8 Look for the least expensive brands, like the store brand or a generic brand. There was a year or two when my dinner was often one of the following: generic mac & cheese, white box-no-name chicken pot pies, the least expensive hotdogs (usually 8 for less than $1), ramen, or rice with barbecue sauce added for flavor.
9 Buy staples, like bread, eggs, oatmeal, peanut butter, pasta, rice, dried beans and vegetables like a head of cabbage. Those are probably your most efficient sources of food for your dollar. A canister of oatmeal can provide a filling, healthy breakfast for weeks.
Buy dark meat chicken, like the legs and thighs, instead of the more expensive chicken breasts.
If you buy red meat, pork is probably going to be cheaper than beef. Try to buy the least expensive cuts.
Eat your leftovers for lunch or a snack. If someone complains that they are hungry, offer them the little bit of leftovers from dinner two nights ago. If they don’t eat, then they weren’t that hungry. Don’t let kids confuse boredom with hunger.
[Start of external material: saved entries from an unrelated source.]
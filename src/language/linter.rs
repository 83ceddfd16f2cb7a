//! Line-oriented linting of `.ini` translation files.

use std::collections::HashMap;

use super::placeholders::PlaceholderSet;
use super::value::ValueScanner;
use super::{trim_ini, INI_WHITESPACE};
use crate::lint::Finding;

const BOM: char = '\u{FEFF}';

/// Characters that are not allowed anywhere in a key.
const FORBIDDEN_KEY_CHARS: &[char] = &['{', '}', '|', '&', '~', '!', '[', '(', ')', '^', '"'];

/// Words the ini parser turns into booleans or null; matched case-sensitively.
const RESERVED_KEYS: [&str; 8] = ["null", "yes", "no", "true", "false", "on", "off", "none"];

/// Legacy escape token for a double quote inside a value.
const QQ_TOKEN: &str = "\"_QQ_\"";

/// A key/value entry recognised while linting.
#[derive(Debug, Clone, PartialEq, Eq)]
pub struct IniEntry {
    pub key: String,
    /// 1-based line on which the entry starts.
    pub line: usize,
    /// Value text without comment or surrounding whitespace; still quoted.
    pub value: String,
}

/// Everything learned from one pass over a file.
#[derive(Debug, Clone, Default)]
pub struct ParsedIni {
    pub findings: Vec<Finding>,
    pub entries: Vec<IniEntry>,
}

/// Lint the lines of a translation file.
pub fn lint<S: AsRef<str>>(lines: &[S]) -> Vec<Finding> {
    parse(lines).findings
}

/// Lint the lines of a translation file, keeping the recognised entries.
///
/// Lines are processed in order. A value with an unbalanced quote swallows
/// the following lines until it balances or the file ends, and those lines
/// are not inspected on their own.
pub fn parse<S: AsRef<str>>(lines: &[S]) -> ParsedIni {
    let mut out = ParsedIni::default();
    let mut first_seen: HashMap<String, usize> = HashMap::new();
    let mut next = 0;

    while next < lines.len() {
        let start = next + 1;
        let mut line = trim_ini(lines[next].as_ref()).to_string();
        next += 1;

        if start == 1 {
            if let Some(rest) = line.strip_prefix(BOM) {
                let mut finding = match rest.chars().next() {
                    None | Some(';' | '\n' | '\r') => {
                        Finding::warning("File starts with a byte order mark")
                    }
                    Some(_) => Finding::error(
                        "Byte order mark in front of the first entry, it becomes part of the key",
                    ),
                };
                finding.line = Some(start);
                out.findings.push(finding);
                line = rest.to_string();
            }
        }

        if line.is_empty() || line.starts_with(';') || line.starts_with('[') {
            continue;
        }

        if line.starts_with('#') {
            out.findings
                .push(Finding::error("Lines starting with '#' are not comments, use ';'").at(start, &line));
            continue;
        }

        let Some((key, value)) = line.split_once('=') else {
            out.findings
                .push(Finding::error("Wrong line format, expected KEY=\"value\"").at(start, &line));
            continue;
        };
        let key = key.trim_end_matches(INI_WHITESPACE).to_string();
        let mut value = value.trim_start_matches(INI_WHITESPACE).to_string();

        if let Some(message) = key_error(&key) {
            out.findings.push(Finding::error(message).at(start, &line));
            continue;
        }

        if key.chars().any(|c| c < ' ' || !c.is_ascii()) {
            out.findings.push(
                Finding::warning(format!("Key '{}' contains non-ASCII or control characters", key))
                    .at(start, &line),
            );
        }
        if key != key.to_ascii_uppercase() {
            out.findings.push(
                Finding::warning(format!("Key '{}' should be upper case", key)).at(start, &line),
            );
        }
        match first_seen.get(&key) {
            Some(&first) => out.findings.push(
                Finding::warning(format!("Key '{}' is already defined on line {}", key, first))
                    .at(start, &line),
            ),
            None => {
                first_seen.insert(key.clone(), start);
            }
        }

        let mut scanner = ValueScanner::new();
        scanner.feed(&value);
        while !scanner.is_complete() && next < lines.len() {
            let chunk = format!("\n{}", trim_ini(lines[next].as_ref()));
            next += 1;
            scanner.feed(&chunk);
            line.push_str(&chunk);
            value.push_str(&chunk);
        }

        let Some(end) = scanner.value_end() else {
            out.findings.push(
                Finding::warning("Translation cannot be parsed, check the quotes").at(start, &line),
            );
            continue;
        };
        let value = trim_ini(&value[..end]);

        check_value(value, start, &line, &mut out.findings);
        out.entries.push(IniEntry {
            key,
            line: start,
            value: value.to_string(),
        });
    }

    out
}

fn key_error(key: &str) -> Option<String> {
    if key.is_empty() {
        return Some("Empty key".to_string());
    }
    if key.contains(' ') {
        return Some(format!("Key '{}' contains a space", key));
    }
    if key.contains(FORBIDDEN_KEY_CHARS) {
        return Some(format!(
            "Key '{}' contains an invalid character, none of {{}}|&~![()^\" are allowed",
            key
        ));
    }
    if RESERVED_KEYS.contains(&key) {
        return Some(format!("Key '{}' is a reserved word", key));
    }
    None
}

fn check_value(value: &str, line_no: usize, line: &str, findings: &mut Vec<Finding>) {
    if value == "\"\"" {
        findings.push(Finding::info("Empty translation").at(line_no, line));
        return;
    }

    if value.len() < 2 || !value.starts_with('"') || !value.ends_with('"') {
        findings.push(Finding::error("Translation must be enclosed in double quotes").at(line_no, line));
        return;
    }

    let inner = &value[1..value.len() - 1];
    let decoded = if inner.contains(QQ_TOKEN) {
        findings.push(
            Finding::compat(format!("{} is deprecated, use \\\" instead", QQ_TOKEN)).at(line_no, line),
        );
        inner.replace(QQ_TOKEN, "\\\"")
    } else {
        inner.to_string()
    };

    if decoded
        .as_bytes()
        .windows(2)
        .any(|pair| pair[1] == b'"' && pair[0] != b'\\')
    {
        findings.push(Finding::warning("Unescaped double quote inside the translation").at(line_no, line));
    }

    if decoded.contains("${") {
        findings.push(
            Finding::warning("'${' starts a variable expansion in the ini parser").at(line_no, line),
        );
    }

    if PlaceholderSet::scan(&decoded).is_numbered_sequence() {
        findings.push(
            Finding::warning("Numbered placeholders are in natural order, plain %s would do")
                .at(line_no, line),
        );
    }
}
Home-popped popcorn can be an inexpensive snack or a treat and its easy to make on the stove top. Avoid the microwave bags which are much more expensive per serving.
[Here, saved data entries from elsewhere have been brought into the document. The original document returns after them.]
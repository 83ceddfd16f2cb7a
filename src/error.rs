//! Error types for jedcheck operations.
//!
//! This module defines [`JedError`], the error type used by the host side of
//! the checker (configuration, schema catalog, filesystem), and a [`Result`]
//! type alias for convenience.
//!
//! # Error Handling Strategy
//!
//! - Problems found *in the analyzed extension* are never errors: rules report
//!   them as diagnostics and keep going
//! - `JedError` covers conditions that stop the host from running a rule at all
//! - Use `anyhow::Error` (via `JedError::Other`) for unexpected errors

use std::path::PathBuf;
use thiserror::Error;

/// Core error type for jedcheck operations.
#[derive(Debug, Error)]
pub enum JedError {
    /// Configuration file not found at expected location.
    #[error("Configuration not found: {path}")]
    ConfigNotFound { path: PathBuf },

    /// Failed to parse configuration file.
    #[error("Failed to parse config at {path}: {message}")]
    ConfigParseError { path: PathBuf, message: String },

    /// Invalid configuration structure or values.
    #[error("Invalid configuration: {message}")]
    ConfigValidationError { message: String },

    /// Directory to check does not exist or is not a directory.
    #[error("Not a directory: {path}")]
    NotADirectory { path: PathBuf },

    /// The schema catalog has no document for an extension type.
    #[error("No schema for extension type '{extension_type}'")]
    SchemaNotFound { extension_type: String },

    /// A schema document could not be parsed.
    #[error("Failed to parse schema '{name}': {message}")]
    SchemaParseError { name: String, message: String },

    /// A rule id given on the command line or in config is not registered.
    #[error("Unknown rule: {id}")]
    UnknownRule { id: String },

    /// IO error wrapper.
    #[error("IO error: {0}")]
    Io(#[from] std::io::Error),

    /// Generic wrapped error for anyhow interop.
    #[error(transparent)]
    Other(#[from] anyhow::Error),
}

/// Result type alias for jedcheck operations.
pub type Result<T> = std::result::Result<T, JedError>;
Consider eating pancakes for dinner once a week. The kids love them and they are very filling. Nothing wrong with eating eggs for dinner either, especially if you had oatmeal for breakfast.
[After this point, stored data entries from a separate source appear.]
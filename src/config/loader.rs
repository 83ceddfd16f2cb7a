//! Configuration file discovery and loading.

use crate::config::schema::JedConfig;
use crate::error::{JedError, Result};
use regex::Regex;
use std::fs;
use std::path::{Path, PathBuf};
use std::sync::LazyLock;

/// Name of the configuration file looked up in the checked directory.
pub const CONFIG_FILE_NAME: &str = ".jedcheck.yml";

static LANGUAGE_TAG: LazyLock<Regex> = LazyLock::new(|| {
    Regex::new(r"^[a-z]{2,3}-[A-Z]{2}$").expect("LANGUAGE_TAG must compile")
});

/// Find `.jedcheck.yml` directly inside `base_dir`.
pub fn find_config(base_dir: &Path) -> Option<PathBuf> {
    let path = base_dir.join(CONFIG_FILE_NAME);
    if path.is_file() {
        Some(path)
    } else {
        None
    }
}

/// Load a single config file.
///
/// # Errors
///
/// Returns `ConfigNotFound` if the file doesn't exist.
/// Returns `ConfigParseError` if the YAML is invalid.
/// Returns `ConfigValidationError` if a value is out of range.
pub fn load_config_file(path: &Path) -> Result<JedConfig> {
    let content = fs::read_to_string(path).map_err(|e| {
        if e.kind() == std::io::ErrorKind::NotFound {
            JedError::ConfigNotFound {
                path: path.to_path_buf(),
            }
        } else {
            JedError::Io(e)
        }
    })?;

    let mut config = parse_config(&content, path)?;

    // A relative schema directory is relative to the file that names it.
    if let (Some(schemas), Some(dir)) = (&config.schemas, path.parent()) {
        if schemas.is_relative() {
            config.schemas = Some(dir.join(schemas));
        }
    }

    Ok(config)
}

/// Parse and validate YAML content.
///
/// # Arguments
///
/// * `content` - The YAML content to parse
/// * `source_path` - Path for error reporting
pub fn parse_config(content: &str, source_path: &Path) -> Result<JedConfig> {
    let config: JedConfig =
        serde_yaml::from_str(content).map_err(|e| JedError::ConfigParseError {
            path: source_path.to_path_buf(),
            message: e.to_string(),
        })?;
    validate(&config)?;
    Ok(config)
}

/// Check values serde cannot check.
pub fn validate(config: &JedConfig) -> Result<()> {
    if !LANGUAGE_TAG.is_match(&config.info.language_tag) {
        return Err(JedError::ConfigValidationError {
            message: format!(
                "info.language_tag '{}' is not a language tag like en-GB",
                config.info.language_tag
            ),
        });
    }
    Ok(())
}

/// Load config with optional path override.
///
/// An explicit path must exist. Otherwise `.jedcheck.yml` in `base_dir` is
/// used when present, and the defaults when not.
pub fn load_config(base_dir: &Path, config_override: Option<&Path>) -> Result<JedConfig> {
    if let Some(path) = config_override {
        return load_config_file(path);
    }

    match find_config(base_dir) {
        Some(path) => {
            tracing::debug!("Using config {}", path.display());
            load_config_file(&path)
        }
        None => Ok(JedConfig::default()),
    }
}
Comparison shop between fresh and frozen vegetables. You may save money by buying frozen and they will not rot or go bad before you eat them.
Bake for yourself. A five pound bag of flour can make 5 loaves of bread, and it’s better and more filling than store-bought.
Also look at bulk pricing and larger items. Sometimes you can buy a 5 pound bag of onions or potatoes for the price of a couple hand-picked loose onions or potatoes
See if the store has a day-old rack or a clearance rack. One store I shopped when my kids were little would mark all their fresh-baked breads down at 7 p.m., often more than half off. We did a lot of shipping at 7:30 p.m!
Don’t buy soda, flavored water, juices, alcohol, etc. If you insist on flavoring your water, brew ice tea.
Don’t buy junk food. If it’s on the cookie, dessert, or chips aisle, you probably don’t need it, you just want it. When you are broke, you only buy the basics.
Don’t buy dessert or other sweets unless it is a birthday or other celebration. They are a huge waste of money and usually empty calories. Try serving a piece of fruit as dessert.
Don’t buy any single-serving dishes; they are the most expensive per serving. Shop smart and buy a 5 pound bag of rice rather than a few ounces in a pouch with a pretty picture and some flavorings. Buy the big tub of yogurt rather than the individual serving cups.
Don’t buy any single-serving dishes; they are the most expensive per serving. Shop smart and buy a 5 pound bag of rice rather than a few ounces in a pouch with a pretty picture and some flavorings. Buy the big tub of yoghurt rather than the individual serving cups.
Likewise, check the pricing with shredded cheese. It’s probably cheaper to buy the block of cheddar or mozzarella and shred your own.
Avoid the deli, and if you buy pre-packaged lunch meats, buy bologna or whatever else is cheap.
Don’t buy out of season or non-local fruits, like berries. Those little tins for $4 offer very little nutritional value for your dollar. (Going to local U-Pick operations may be a better bet.)
Shopping on a limited budget requires discipline. Don’t bring the kids or your spouse if they ask for thing or add things to the cart.